===== Data for processing =====

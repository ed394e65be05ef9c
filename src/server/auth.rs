//! HTTP basic authentication guarding the song and admin routes.

use super::config::BasicCredentials;
use super::errors::ErrorBody;
use super::metrics::record_auth_failure;
use super::state::ServerState;
use axum::{
    body::Body,
    extract::State,
    http::{header, HeaderMap, HeaderValue, Request, StatusCode},
    middleware::Next,
    response::{IntoResponse, Response},
    Json,
};
use base64::{engine::general_purpose::STANDARD, Engine};
use tracing::debug;

const BASIC_PREFIX: &str = "Basic ";
const CHALLENGE: &str = "Basic realm=\"Login Required\"";

/// Extracts `(username, password)` from a `Authorization: Basic ...` header.
fn parse_basic_authorization(headers: &HeaderMap) -> Option<(String, String)> {
    let value = headers.get(header::AUTHORIZATION)?.to_str().ok()?;
    let encoded = value.strip_prefix(BASIC_PREFIX)?.trim();
    let decoded = String::from_utf8(STANDARD.decode(encoded).ok()?).ok()?;
    let (username, password) = decoded.split_once(':')?;
    Some((username.to_string(), password.to_string()))
}

fn is_authorized(headers: &HeaderMap, expected: &BasicCredentials) -> bool {
    match parse_basic_authorization(headers) {
        Some((username, password)) => {
            username == expected.username && password == expected.password
        }
        None => false,
    }
}

fn unauthorized() -> Response {
    let body = ErrorBody {
        status: StatusCode::UNAUTHORIZED.as_u16(),
        reason: "Unauthorized",
        description: "Could not verify your access level for that URL. \
                      You have to login with proper credentials"
            .to_string(),
    };
    let mut response = (StatusCode::UNAUTHORIZED, Json(body)).into_response();
    response
        .headers_mut()
        .insert(header::WWW_AUTHENTICATE, HeaderValue::from_static(CHALLENGE));
    response
}

pub async fn require_basic_auth(
    State(state): State<ServerState>,
    request: Request<Body>,
    next: Next,
) -> Response {
    let Some(expected) = state.config.credentials.as_ref() else {
        return next.run(request).await;
    };
    if !is_authorized(request.headers(), expected) {
        debug!("Rejecting unauthenticated request to {}", request.uri());
        record_auth_failure();
        return unauthorized();
    }
    next.run(request).await
}

#[cfg(test)]
mod tests {
    use super::*;

    fn headers_with(value: &str) -> HeaderMap {
        let mut headers = HeaderMap::new();
        headers.insert(header::AUTHORIZATION, HeaderValue::from_str(value).unwrap());
        headers
    }

    fn credentials() -> BasicCredentials {
        BasicCredentials {
            username: "admin".to_string(),
            password: "s3cret:pw".to_string(),
        }
    }

    #[test]
    fn accepts_matching_credentials() {
        let encoded = STANDARD.encode("admin:s3cret:pw");
        let headers = headers_with(&format!("Basic {}", encoded));
        assert_eq!(
            parse_basic_authorization(&headers),
            Some(("admin".to_string(), "s3cret:pw".to_string()))
        );
        assert!(is_authorized(&headers, &credentials()));
    }

    #[test]
    fn rejects_wrong_or_malformed_credentials() {
        let wrong = headers_with(&format!("Basic {}", STANDARD.encode("admin:nope")));
        assert!(!is_authorized(&wrong, &credentials()));

        let bearer = headers_with("Bearer abc");
        assert!(!is_authorized(&bearer, &credentials()));

        let garbage = headers_with("Basic !!!");
        assert!(!is_authorized(&garbage, &credentials()));

        assert!(!is_authorized(&HeaderMap::new(), &credentials()));
    }

    #[test]
    fn challenge_header_is_set() {
        let response = unauthorized();
        assert_eq!(response.status(), StatusCode::UNAUTHORIZED);
        assert_eq!(
            response.headers().get(header::WWW_AUTHENTICATE).unwrap(),
            CHALLENGE
        );
    }
}
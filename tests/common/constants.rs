//! Shared constants for end-to-end tests
//!
//! This module contains all constants used across the test suite.
//! When fixture data changes, update only this file.

// ============================================================================
// Basic Auth Credentials
// ============================================================================

pub const ADMIN_USER: &str = "admin";

pub const ADMIN_PASS: &str = "adminpass123";

// ============================================================================
// Fixture Library
// ============================================================================

/// Songs across all fixture files
pub const TOTAL_SONGS: usize = 4;

/// One unknown key plus one unparsable track number
pub const FIXTURE_WARNINGS: usize = 2;

pub const BAND_ARTIST: &str = "The Test Band";
pub const JAZZ_ARTIST: &str = "Jazz Ensemble";

pub const OPENING_TRACK_TITLE: &str = "Opening Track";
pub const SECOND_SONG_TITLE: &str = "Second Song";
pub const BLUE_NIGHT_TITLE: &str = "Blue Night";
pub const IMPROVISATION_TITLE: &str = "Untitled Improvisation";

pub const BLUE_NIGHT_MODIFIED: &str = "2017-03-04 10:20:30";

/// Songs in the file added by reindex tests
pub const EXTRA_SONGS: usize = 2;

// ============================================================================
// Timeouts
// ============================================================================

/// Maximum time to wait for the server to become ready (milliseconds)
pub const SERVER_READY_TIMEOUT_MS: u64 = 5000;

/// Interval between readiness checks (milliseconds)
pub const SERVER_READY_POLL_INTERVAL_MS: u64 = 10;

/// Timeout for individual HTTP requests (seconds)
pub const REQUEST_TIMEOUT_SECS: u64 = 5;

/// Maximum time to wait for a background reindex to land (milliseconds)
pub const REINDEX_WAIT_TIMEOUT_MS: u64 = 5000;
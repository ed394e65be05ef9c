mod file_config;

pub use file_config::{AuthConfig, FileConfig};

use crate::indexer::{FileMatcher, DEFAULT_PATTERNS};
use crate::library::LibrarySettings;
use crate::server::{BasicCredentials, RequestsLoggingLevel, ServerConfig};
use crate::song_file::SourceEncoding;
use anyhow::{bail, Context, Result};
use clap::ValueEnum;
use std::path::PathBuf;
use std::str::FromStr;
use std::time::Duration;
use tracing::level_filters::LevelFilter;

pub const DEFAULT_DATABASE: &str = "songdb.db";
pub const DEFAULT_MAX_RESULTS: usize = 1000;
pub const DEFAULT_REINDEX_INTERVAL_SECS: u64 = 300;
pub const DEFAULT_PORT: u16 = 5000;

/// CLI arguments that can be used for config resolution.
/// This struct mirrors the CLI arguments that can be overridden by TOML config.
#[derive(Debug, Clone)]
pub struct CliConfig {
    pub database: PathBuf,
    pub data_dir: Option<PathBuf>,
    pub encoding: String,
    pub patterns: Vec<String>,
    pub max_results: usize,
    pub reindex_interval_secs: u64,
    pub host: String,
    pub port: u16,
    pub require_auth: bool,
    pub username: Option<String>,
    pub password: Option<String>,
    pub logging_level: RequestsLoggingLevel,
    pub log_level: String,
}

impl Default for CliConfig {
    fn default() -> Self {
        Self {
            database: PathBuf::from(DEFAULT_DATABASE),
            data_dir: None,
            encoding: SourceEncoding::Utf8.to_string(),
            patterns: DEFAULT_PATTERNS.iter().map(|p| p.to_string()).collect(),
            max_results: DEFAULT_MAX_RESULTS,
            reindex_interval_secs: DEFAULT_REINDEX_INTERVAL_SECS,
            host: "127.0.0.1".to_string(),
            port: DEFAULT_PORT,
            require_auth: false,
            username: None,
            password: None,
            logging_level: RequestsLoggingLevel::Path,
            log_level: "info".to_string(),
        }
    }
}

#[derive(Debug, Clone)]
pub struct AppConfig {
    pub database: PathBuf,
    pub data_dir: PathBuf,
    pub encoding: SourceEncoding,
    pub patterns: Vec<String>,
    pub max_results: usize,
    /// Zero means reindex on startup and on demand only.
    pub reindex_interval: Duration,
    pub host: String,
    pub port: u16,
    pub credentials: Option<BasicCredentials>,
    pub logging_level: RequestsLoggingLevel,
    pub log_level: LevelFilter,
}

impl AppConfig {
    /// Resolve configuration from CLI arguments and optional TOML file config.
    /// TOML values override CLI values where present.
    pub fn resolve(cli: &CliConfig, file_config: Option<FileConfig>) -> Result<Self> {
        let file = file_config.unwrap_or_default();

        let data_dir = file
            .data_dir
            .map(PathBuf::from)
            .or_else(|| cli.data_dir.clone())
            .ok_or_else(|| {
                anyhow::anyhow!("data_dir must be specified via --data-dir or in config file")
            })?;
        if !data_dir.exists() {
            bail!("Data directory does not exist: {:?}", data_dir);
        }
        if !data_dir.is_dir() {
            bail!("data_dir is not a directory: {:?}", data_dir);
        }

        let database = file
            .database
            .map(PathBuf::from)
            .unwrap_or_else(|| cli.database.clone());
        if let Some(parent) = database.parent() {
            if !parent.as_os_str().is_empty() && !parent.is_dir() {
                bail!("Database directory does not exist: {:?}", parent);
            }
        }

        let encoding_name = file.encoding.unwrap_or_else(|| cli.encoding.clone());
        let encoding = SourceEncoding::from_str(&encoding_name)
            .with_context(|| format!("Invalid encoding {:?}", encoding_name))?;

        let patterns = file.patterns.unwrap_or_else(|| cli.patterns.clone());
        if patterns.is_empty() {
            bail!("At least one file pattern is required");
        }
        FileMatcher::new(&patterns)?;

        let max_results = file.max_results.unwrap_or(cli.max_results);
        if max_results == 0 {
            bail!("max_results must be greater than zero");
        }

        let reindex_interval = Duration::from_secs(
            file.reindex_interval_secs
                .unwrap_or(cli.reindex_interval_secs),
        );

        let host = file.host.unwrap_or_else(|| cli.host.clone());
        let port = file.port.unwrap_or(cli.port);

        let logging_level = match file.logging_level {
            Some(s) => parse_logging_level(&s)
                .ok_or_else(|| anyhow::anyhow!("Invalid logging_level {:?}", s))?,
            None => cli.logging_level.clone(),
        };

        let log_level_name = file.log_level.unwrap_or_else(|| cli.log_level.clone());
        let log_level = LevelFilter::from_str(&log_level_name)
            .with_context(|| format!("Invalid log_level {:?}", log_level_name))?;

        // [auth] section takes precedence over CLI args
        let auth = file.auth.unwrap_or_default();
        let require_auth = auth.require_auth.unwrap_or(cli.require_auth);
        let credentials = if require_auth {
            let username = auth.username.or_else(|| cli.username.clone());
            let password = auth.password.or_else(|| cli.password.clone());
            match (username, password) {
                (Some(username), Some(password))
                    if !username.is_empty() && !password.is_empty() =>
                {
                    Some(BasicCredentials { username, password })
                }
                _ => bail!("Both username and password are required when require_auth is set"),
            }
        } else {
            None
        };

        Ok(Self {
            database,
            data_dir,
            encoding,
            patterns,
            max_results,
            reindex_interval,
            host,
            port,
            credentials,
            logging_level,
            log_level,
        })
    }

    pub fn library_settings(&self) -> LibrarySettings {
        LibrarySettings {
            database: self.database.clone(),
            data_dir: self.data_dir.clone(),
            encoding: self.encoding,
            patterns: self.patterns.clone(),
            max_results: self.max_results,
        }
    }

    pub fn server_config(&self) -> ServerConfig {
        ServerConfig {
            requests_logging_level: self.logging_level.clone(),
            host: self.host.clone(),
            port: self.port,
            credentials: self.credentials.clone(),
        }
    }
}

/// Parses a logging level string into RequestsLoggingLevel.
/// Uses clap's ValueEnum trait for parsing.
fn parse_logging_level(s: &str) -> Option<RequestsLoggingLevel> {
    RequestsLoggingLevel::from_str(s, true).ok()
}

=====

▶ **Required work**: In the listing, find all lines with the string "constants" and copy them.

▶ **Your solution**:
filename tests/common/constants.rs
//! Shared constants for end-to-end tests
//! This module contains all constants used across the test suite.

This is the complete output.